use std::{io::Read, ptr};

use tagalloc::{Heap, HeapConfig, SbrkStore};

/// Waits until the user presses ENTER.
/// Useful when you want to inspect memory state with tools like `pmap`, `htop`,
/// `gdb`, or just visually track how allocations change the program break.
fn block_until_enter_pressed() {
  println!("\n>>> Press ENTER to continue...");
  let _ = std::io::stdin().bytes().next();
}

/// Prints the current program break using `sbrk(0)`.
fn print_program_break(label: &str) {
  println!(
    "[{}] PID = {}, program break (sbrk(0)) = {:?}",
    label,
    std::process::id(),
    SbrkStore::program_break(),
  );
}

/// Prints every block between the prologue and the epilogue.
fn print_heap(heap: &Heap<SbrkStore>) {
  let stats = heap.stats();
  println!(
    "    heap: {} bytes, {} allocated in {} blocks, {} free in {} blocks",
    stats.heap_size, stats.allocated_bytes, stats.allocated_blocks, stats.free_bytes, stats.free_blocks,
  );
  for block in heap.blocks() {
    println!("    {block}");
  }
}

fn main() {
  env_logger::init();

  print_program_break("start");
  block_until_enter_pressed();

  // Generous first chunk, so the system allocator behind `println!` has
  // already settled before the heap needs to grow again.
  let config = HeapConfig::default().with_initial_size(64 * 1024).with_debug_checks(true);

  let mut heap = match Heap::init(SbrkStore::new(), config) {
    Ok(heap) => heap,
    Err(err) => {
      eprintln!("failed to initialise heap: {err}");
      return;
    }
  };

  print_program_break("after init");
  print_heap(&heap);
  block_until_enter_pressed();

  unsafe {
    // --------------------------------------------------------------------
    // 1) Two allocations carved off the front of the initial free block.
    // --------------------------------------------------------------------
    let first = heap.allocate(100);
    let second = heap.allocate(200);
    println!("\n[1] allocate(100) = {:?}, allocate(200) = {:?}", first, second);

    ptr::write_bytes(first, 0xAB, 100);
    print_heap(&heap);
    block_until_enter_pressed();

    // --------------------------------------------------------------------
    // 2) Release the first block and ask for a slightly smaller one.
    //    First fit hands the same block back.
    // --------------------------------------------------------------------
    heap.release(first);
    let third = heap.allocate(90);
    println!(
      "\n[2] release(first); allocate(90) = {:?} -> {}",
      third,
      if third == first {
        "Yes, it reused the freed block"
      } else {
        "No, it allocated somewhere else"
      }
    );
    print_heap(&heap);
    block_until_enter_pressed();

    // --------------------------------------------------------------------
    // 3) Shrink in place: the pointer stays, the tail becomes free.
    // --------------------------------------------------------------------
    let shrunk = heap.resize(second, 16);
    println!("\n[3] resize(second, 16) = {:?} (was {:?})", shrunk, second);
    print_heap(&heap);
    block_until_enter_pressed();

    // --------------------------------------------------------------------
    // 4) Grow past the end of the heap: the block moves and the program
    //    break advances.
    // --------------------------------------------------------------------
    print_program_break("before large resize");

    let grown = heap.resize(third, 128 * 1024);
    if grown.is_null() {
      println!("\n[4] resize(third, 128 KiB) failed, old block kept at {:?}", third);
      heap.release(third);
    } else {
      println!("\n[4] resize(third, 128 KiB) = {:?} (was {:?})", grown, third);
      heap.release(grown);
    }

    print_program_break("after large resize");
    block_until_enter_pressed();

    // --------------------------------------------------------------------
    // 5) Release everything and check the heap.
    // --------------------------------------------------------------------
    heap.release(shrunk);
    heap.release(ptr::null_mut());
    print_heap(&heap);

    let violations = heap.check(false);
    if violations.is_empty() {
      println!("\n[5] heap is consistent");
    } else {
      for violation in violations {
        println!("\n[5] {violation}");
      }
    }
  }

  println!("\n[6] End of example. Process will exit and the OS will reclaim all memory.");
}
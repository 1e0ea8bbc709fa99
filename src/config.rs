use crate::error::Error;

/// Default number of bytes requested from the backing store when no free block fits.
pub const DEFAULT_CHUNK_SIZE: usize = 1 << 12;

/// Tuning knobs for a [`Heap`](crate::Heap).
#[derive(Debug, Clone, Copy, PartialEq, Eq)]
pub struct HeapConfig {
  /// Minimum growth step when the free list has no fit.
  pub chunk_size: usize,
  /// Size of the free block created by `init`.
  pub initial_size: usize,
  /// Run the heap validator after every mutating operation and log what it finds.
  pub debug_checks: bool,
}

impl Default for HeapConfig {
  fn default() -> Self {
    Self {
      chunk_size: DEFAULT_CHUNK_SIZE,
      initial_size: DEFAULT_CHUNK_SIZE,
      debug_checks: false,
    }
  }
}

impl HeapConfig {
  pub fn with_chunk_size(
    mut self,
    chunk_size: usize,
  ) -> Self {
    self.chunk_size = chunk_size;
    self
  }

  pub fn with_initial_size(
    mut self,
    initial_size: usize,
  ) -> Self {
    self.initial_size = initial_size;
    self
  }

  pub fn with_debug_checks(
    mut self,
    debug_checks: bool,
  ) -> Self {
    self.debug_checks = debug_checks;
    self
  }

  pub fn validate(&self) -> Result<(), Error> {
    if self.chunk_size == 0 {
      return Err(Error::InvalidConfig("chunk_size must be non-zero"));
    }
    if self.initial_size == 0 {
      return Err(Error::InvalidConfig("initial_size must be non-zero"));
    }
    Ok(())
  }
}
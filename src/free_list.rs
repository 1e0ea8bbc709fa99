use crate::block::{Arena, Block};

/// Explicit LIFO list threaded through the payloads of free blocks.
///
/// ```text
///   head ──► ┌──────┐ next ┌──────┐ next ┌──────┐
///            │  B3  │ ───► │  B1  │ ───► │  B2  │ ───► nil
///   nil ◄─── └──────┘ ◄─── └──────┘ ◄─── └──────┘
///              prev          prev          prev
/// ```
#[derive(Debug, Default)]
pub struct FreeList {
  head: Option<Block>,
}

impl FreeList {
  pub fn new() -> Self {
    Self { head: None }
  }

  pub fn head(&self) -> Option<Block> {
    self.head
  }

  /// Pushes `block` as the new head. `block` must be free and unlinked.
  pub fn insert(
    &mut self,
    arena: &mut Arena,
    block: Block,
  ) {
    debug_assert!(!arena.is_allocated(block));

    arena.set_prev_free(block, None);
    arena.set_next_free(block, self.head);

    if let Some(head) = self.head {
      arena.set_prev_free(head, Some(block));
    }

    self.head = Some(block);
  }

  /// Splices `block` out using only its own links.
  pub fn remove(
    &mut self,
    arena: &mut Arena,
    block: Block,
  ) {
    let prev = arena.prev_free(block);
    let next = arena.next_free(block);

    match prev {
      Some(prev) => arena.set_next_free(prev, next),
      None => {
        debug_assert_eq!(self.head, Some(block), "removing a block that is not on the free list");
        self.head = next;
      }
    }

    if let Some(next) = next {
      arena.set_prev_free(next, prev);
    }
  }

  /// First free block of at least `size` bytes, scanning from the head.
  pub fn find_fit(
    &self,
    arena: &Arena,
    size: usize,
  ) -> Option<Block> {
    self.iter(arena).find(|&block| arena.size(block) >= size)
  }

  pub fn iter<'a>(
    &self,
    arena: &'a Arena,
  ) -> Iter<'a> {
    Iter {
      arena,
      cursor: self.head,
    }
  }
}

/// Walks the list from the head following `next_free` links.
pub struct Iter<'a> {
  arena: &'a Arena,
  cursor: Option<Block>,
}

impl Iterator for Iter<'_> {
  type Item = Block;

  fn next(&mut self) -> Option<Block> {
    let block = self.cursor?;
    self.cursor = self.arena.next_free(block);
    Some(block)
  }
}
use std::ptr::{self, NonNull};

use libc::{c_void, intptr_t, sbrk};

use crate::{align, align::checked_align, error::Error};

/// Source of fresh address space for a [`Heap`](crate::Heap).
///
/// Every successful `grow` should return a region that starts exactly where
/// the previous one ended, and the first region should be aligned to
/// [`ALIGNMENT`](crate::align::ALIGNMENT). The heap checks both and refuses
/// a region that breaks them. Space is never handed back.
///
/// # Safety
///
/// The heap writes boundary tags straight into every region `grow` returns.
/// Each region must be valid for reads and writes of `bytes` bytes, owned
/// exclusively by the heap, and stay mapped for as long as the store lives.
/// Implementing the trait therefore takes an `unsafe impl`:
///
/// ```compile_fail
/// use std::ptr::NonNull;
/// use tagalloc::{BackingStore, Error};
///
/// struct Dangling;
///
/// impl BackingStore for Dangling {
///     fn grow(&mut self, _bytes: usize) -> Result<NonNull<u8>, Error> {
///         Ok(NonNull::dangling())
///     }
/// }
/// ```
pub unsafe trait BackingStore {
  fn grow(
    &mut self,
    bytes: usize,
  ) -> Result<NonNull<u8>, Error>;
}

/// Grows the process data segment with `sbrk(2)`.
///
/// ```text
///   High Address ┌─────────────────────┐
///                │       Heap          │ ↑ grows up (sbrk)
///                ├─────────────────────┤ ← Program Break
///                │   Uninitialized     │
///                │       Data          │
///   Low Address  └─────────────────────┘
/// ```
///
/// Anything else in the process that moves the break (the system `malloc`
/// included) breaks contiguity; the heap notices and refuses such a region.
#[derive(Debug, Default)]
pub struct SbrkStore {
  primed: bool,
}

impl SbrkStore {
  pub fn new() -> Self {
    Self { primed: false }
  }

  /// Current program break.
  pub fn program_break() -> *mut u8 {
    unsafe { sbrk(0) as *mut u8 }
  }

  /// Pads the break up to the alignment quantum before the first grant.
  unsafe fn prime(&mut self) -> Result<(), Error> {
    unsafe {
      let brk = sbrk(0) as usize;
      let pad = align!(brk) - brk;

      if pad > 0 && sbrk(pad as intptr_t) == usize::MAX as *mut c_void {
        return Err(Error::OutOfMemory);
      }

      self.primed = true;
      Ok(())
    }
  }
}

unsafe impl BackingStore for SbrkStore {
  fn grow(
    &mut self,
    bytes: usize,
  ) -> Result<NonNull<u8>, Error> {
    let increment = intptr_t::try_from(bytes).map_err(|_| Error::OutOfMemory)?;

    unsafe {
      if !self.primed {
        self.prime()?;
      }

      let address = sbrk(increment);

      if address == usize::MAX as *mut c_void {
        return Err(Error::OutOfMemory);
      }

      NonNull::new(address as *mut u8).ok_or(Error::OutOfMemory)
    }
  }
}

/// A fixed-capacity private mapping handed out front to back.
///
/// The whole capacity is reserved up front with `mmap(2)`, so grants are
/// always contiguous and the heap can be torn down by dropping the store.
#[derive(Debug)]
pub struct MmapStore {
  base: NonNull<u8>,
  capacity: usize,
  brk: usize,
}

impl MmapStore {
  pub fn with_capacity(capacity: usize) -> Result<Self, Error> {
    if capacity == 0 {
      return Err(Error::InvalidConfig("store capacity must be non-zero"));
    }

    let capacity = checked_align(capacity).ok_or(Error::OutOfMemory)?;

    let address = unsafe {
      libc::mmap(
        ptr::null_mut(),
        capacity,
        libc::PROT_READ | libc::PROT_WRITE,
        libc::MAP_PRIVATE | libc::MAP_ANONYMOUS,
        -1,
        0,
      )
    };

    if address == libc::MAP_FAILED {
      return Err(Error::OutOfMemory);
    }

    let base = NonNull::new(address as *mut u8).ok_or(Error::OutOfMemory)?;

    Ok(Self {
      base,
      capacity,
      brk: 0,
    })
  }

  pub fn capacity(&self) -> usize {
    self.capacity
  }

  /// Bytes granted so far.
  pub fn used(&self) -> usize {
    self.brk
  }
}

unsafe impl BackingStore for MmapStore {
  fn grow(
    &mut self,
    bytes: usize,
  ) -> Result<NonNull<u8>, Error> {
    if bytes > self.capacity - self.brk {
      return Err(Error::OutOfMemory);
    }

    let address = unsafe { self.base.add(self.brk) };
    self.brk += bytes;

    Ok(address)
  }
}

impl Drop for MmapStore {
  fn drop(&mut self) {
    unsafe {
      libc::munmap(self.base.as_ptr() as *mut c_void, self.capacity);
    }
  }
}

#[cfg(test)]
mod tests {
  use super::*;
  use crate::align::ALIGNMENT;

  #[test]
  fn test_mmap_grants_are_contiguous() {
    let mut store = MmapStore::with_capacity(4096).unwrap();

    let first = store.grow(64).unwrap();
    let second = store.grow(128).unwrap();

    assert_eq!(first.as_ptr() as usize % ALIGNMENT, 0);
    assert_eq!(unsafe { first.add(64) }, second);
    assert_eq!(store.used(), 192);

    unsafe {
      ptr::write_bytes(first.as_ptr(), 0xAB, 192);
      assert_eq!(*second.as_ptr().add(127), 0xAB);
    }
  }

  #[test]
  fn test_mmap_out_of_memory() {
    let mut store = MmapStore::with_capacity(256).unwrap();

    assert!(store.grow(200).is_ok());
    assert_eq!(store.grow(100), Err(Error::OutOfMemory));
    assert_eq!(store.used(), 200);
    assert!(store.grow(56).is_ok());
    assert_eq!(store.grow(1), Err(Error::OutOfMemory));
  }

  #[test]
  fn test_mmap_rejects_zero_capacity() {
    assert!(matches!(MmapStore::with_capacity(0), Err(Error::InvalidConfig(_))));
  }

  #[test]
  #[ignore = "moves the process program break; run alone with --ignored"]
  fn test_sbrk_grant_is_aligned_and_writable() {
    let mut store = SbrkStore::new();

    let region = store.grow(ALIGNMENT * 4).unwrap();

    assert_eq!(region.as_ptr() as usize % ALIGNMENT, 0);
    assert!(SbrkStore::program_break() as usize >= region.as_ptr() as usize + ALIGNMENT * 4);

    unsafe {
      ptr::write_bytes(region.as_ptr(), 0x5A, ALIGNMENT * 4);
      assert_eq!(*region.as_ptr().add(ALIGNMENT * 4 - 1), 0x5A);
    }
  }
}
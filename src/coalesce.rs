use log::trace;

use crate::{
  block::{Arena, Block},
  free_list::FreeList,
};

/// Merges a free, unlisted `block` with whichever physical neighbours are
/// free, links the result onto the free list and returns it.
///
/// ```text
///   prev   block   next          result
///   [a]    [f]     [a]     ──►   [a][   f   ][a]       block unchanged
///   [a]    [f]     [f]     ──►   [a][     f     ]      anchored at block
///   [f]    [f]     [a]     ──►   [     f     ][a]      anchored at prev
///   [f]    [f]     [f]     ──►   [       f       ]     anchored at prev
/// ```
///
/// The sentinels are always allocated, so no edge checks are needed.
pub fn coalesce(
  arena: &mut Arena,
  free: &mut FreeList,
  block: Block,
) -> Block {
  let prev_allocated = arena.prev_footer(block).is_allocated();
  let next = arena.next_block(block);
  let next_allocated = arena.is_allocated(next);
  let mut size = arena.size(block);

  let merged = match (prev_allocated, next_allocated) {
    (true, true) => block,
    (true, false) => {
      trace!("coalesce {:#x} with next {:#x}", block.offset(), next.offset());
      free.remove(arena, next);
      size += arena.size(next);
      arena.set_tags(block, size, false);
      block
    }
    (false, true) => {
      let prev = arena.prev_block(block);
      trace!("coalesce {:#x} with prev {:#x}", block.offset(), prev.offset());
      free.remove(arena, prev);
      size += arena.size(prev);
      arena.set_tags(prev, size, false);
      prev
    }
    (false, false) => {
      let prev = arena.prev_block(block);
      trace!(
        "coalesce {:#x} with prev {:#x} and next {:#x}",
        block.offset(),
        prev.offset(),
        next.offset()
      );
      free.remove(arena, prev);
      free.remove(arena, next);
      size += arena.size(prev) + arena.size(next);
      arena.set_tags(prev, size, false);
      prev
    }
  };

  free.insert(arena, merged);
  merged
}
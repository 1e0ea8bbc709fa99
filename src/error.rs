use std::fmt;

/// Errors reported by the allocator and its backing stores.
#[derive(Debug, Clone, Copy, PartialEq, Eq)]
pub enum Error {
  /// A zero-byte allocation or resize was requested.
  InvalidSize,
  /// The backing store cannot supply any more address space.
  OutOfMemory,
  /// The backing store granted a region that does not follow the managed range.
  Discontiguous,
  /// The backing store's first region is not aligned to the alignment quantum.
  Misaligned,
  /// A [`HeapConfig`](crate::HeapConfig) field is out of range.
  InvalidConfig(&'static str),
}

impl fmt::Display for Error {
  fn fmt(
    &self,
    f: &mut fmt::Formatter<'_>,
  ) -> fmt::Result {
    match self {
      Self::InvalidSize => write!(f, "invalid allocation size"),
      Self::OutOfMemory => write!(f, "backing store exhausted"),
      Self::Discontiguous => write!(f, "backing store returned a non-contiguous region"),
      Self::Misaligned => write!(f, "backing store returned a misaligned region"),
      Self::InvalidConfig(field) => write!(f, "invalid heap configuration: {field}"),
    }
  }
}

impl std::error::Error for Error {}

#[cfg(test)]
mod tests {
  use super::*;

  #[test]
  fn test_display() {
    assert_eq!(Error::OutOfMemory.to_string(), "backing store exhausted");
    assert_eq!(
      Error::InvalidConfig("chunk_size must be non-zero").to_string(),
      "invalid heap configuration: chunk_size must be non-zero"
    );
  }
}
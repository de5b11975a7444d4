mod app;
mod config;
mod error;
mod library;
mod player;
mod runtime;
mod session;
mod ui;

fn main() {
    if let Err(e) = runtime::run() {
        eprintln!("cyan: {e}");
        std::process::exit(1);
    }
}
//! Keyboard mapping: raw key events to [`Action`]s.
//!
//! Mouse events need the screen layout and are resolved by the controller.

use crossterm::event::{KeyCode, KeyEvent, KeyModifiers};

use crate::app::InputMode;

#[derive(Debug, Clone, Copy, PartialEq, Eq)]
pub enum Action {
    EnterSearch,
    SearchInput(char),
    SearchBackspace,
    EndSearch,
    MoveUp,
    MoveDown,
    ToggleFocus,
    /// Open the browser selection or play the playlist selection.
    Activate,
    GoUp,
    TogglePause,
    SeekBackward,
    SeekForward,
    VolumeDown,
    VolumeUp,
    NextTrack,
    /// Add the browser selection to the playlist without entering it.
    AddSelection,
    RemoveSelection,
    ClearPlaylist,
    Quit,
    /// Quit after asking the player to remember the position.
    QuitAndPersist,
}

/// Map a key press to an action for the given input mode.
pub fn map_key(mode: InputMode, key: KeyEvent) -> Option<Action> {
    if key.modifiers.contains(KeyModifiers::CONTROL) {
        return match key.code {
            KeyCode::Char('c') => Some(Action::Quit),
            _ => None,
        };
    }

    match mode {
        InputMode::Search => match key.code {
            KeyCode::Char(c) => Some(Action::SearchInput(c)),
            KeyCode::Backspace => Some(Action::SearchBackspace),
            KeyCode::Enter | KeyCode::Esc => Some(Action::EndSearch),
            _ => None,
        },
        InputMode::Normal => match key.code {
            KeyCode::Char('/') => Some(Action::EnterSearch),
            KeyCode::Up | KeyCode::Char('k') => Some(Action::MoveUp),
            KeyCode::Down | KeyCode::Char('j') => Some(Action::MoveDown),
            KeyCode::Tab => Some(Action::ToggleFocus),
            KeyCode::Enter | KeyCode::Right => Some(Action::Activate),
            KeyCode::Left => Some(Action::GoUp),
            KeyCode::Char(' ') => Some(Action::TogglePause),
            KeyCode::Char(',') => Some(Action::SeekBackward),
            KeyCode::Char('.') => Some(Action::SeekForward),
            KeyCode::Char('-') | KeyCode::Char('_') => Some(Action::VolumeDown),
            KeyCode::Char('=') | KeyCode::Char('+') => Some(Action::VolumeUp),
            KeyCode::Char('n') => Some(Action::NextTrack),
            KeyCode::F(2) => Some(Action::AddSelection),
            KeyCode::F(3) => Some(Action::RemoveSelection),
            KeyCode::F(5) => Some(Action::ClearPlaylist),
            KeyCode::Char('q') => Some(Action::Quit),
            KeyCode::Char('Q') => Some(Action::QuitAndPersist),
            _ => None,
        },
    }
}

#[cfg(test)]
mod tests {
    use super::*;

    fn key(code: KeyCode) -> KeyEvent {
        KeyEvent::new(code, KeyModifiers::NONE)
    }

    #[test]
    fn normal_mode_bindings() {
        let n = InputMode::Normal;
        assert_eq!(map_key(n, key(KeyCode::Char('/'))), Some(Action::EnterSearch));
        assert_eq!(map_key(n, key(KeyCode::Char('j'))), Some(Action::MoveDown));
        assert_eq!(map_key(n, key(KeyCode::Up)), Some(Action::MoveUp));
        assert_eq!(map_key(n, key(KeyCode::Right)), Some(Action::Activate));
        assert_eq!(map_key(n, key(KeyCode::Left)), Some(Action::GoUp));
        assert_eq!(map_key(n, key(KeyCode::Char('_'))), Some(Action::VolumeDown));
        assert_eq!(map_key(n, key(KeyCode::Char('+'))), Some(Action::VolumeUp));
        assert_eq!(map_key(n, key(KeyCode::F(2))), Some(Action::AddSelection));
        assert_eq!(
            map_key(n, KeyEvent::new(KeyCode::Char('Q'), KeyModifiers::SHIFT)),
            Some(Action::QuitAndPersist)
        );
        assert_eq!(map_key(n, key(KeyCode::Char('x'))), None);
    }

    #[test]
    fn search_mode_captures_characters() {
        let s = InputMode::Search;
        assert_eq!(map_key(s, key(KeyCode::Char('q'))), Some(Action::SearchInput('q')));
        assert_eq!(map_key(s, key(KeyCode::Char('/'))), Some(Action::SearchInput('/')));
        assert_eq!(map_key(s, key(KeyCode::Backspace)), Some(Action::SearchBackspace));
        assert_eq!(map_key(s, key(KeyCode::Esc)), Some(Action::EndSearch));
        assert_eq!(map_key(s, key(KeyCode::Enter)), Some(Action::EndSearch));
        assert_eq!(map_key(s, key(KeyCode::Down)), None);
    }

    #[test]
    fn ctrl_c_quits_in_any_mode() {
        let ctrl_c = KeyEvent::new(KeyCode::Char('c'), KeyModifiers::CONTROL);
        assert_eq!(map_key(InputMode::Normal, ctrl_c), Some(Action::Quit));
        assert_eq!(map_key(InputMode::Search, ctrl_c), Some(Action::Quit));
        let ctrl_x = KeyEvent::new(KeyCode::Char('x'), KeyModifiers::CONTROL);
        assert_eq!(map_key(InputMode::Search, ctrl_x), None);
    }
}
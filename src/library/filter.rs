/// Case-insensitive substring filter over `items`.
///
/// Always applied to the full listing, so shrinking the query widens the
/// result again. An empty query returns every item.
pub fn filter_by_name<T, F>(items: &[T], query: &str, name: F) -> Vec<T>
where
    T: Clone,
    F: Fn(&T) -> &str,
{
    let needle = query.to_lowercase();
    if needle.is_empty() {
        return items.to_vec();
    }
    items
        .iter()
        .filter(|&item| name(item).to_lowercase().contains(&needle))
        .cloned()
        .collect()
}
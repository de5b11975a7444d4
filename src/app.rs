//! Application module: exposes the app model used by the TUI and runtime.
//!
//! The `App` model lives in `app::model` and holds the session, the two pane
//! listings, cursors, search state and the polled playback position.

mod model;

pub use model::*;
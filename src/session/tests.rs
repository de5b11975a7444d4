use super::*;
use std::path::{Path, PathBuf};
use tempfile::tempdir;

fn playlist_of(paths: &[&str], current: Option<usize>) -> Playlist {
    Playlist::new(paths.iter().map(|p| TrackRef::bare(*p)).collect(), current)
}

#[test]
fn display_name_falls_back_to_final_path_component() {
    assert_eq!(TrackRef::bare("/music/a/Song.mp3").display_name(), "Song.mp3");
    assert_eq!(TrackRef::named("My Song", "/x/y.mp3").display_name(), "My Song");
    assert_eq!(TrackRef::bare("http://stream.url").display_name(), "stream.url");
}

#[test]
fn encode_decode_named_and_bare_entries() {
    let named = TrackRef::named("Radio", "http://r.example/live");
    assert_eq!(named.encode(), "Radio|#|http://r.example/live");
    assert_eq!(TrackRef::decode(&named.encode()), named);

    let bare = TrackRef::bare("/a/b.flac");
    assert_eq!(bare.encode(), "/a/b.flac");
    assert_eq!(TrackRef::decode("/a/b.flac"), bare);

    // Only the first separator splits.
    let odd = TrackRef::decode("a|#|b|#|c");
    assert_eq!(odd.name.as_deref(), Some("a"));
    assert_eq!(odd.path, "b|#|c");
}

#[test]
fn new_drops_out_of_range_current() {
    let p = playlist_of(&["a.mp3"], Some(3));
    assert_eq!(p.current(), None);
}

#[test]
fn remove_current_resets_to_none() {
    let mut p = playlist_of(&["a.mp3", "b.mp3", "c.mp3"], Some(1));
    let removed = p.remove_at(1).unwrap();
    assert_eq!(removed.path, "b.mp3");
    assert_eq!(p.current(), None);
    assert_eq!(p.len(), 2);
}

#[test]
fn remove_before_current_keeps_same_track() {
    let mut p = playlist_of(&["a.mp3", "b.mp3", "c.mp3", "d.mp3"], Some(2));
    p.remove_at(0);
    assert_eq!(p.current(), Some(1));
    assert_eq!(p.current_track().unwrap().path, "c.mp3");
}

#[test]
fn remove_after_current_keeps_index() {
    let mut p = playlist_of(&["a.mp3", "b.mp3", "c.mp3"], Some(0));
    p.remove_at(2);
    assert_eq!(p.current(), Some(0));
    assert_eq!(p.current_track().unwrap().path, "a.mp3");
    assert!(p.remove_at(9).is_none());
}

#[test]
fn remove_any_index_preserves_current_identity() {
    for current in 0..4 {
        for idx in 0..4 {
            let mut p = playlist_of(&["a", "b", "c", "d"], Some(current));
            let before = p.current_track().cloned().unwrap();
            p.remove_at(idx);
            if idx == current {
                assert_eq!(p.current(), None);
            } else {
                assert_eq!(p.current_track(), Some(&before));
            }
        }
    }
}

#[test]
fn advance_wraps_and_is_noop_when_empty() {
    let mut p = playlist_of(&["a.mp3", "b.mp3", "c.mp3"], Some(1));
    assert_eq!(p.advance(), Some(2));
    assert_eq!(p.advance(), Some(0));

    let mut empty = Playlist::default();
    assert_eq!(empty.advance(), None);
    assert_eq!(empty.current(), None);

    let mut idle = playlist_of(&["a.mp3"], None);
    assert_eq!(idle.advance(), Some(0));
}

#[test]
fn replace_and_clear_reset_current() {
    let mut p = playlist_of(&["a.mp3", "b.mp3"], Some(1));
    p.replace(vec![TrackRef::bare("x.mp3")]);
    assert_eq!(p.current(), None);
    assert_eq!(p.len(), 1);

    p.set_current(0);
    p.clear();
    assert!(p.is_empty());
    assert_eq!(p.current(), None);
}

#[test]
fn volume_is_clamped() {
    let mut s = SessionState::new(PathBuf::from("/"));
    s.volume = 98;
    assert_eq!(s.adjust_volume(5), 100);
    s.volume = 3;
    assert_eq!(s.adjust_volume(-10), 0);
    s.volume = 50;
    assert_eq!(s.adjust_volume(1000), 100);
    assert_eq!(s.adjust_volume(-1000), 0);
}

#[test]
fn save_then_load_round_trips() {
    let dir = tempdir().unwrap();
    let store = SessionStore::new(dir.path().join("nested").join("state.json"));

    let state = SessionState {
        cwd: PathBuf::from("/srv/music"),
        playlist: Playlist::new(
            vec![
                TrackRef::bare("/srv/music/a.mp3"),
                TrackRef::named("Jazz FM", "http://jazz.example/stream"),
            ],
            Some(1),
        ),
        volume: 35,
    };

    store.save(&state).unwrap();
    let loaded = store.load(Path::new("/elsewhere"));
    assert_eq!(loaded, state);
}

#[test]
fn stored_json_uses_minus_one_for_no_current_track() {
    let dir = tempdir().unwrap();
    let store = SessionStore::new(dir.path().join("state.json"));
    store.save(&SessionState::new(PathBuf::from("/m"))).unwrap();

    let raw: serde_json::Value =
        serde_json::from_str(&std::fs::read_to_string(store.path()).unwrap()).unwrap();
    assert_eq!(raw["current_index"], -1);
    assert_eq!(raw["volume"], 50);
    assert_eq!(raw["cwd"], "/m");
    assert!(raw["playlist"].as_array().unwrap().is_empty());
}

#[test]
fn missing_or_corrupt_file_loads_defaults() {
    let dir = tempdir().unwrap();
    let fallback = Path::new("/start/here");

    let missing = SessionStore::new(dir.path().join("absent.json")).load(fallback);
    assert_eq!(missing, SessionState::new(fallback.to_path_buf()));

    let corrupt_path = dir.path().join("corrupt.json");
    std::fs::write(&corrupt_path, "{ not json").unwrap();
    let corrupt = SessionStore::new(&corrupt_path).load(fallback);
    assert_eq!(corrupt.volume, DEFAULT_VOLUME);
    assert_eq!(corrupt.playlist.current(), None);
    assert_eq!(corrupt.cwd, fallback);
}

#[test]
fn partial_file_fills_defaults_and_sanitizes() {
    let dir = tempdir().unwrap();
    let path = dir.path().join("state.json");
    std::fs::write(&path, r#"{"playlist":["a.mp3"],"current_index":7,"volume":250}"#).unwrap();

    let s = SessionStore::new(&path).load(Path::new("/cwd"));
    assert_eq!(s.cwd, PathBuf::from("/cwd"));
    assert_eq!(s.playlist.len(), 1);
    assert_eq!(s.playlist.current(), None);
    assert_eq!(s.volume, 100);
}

** WHAT YOU WILL DO **
Every line from the first through the one containing "and the epilogue." in the listing above must be given again exactly, with nothing else alongside.

** ANSWER SPACE **
use std::{io::Read, ptr};

use tagalloc::{Heap, HeapConfig, SbrkStore};

/// Waits until the user presses ENTER.
/// Useful when you want to inspect memory state with tools like `pmap`, `htop`,
/// `gdb`, or just visually track how allocations change the program break.
fn block_until_enter_pressed() {
  println!("\n>>> Press ENTER to continue...");
  let _ = std::io::stdin().bytes().next();
}

/// Prints the current program break using `sbrk(0)`.
fn print_program_break(label: &str) {
  println!(
    "[{}] PID = {}, program break (sbrk(0)) = {:?}",
    label,
    std::process::id(),
    SbrkStore::program_break(),
  );
}

/// Prints every block between the prologue and the epilogue.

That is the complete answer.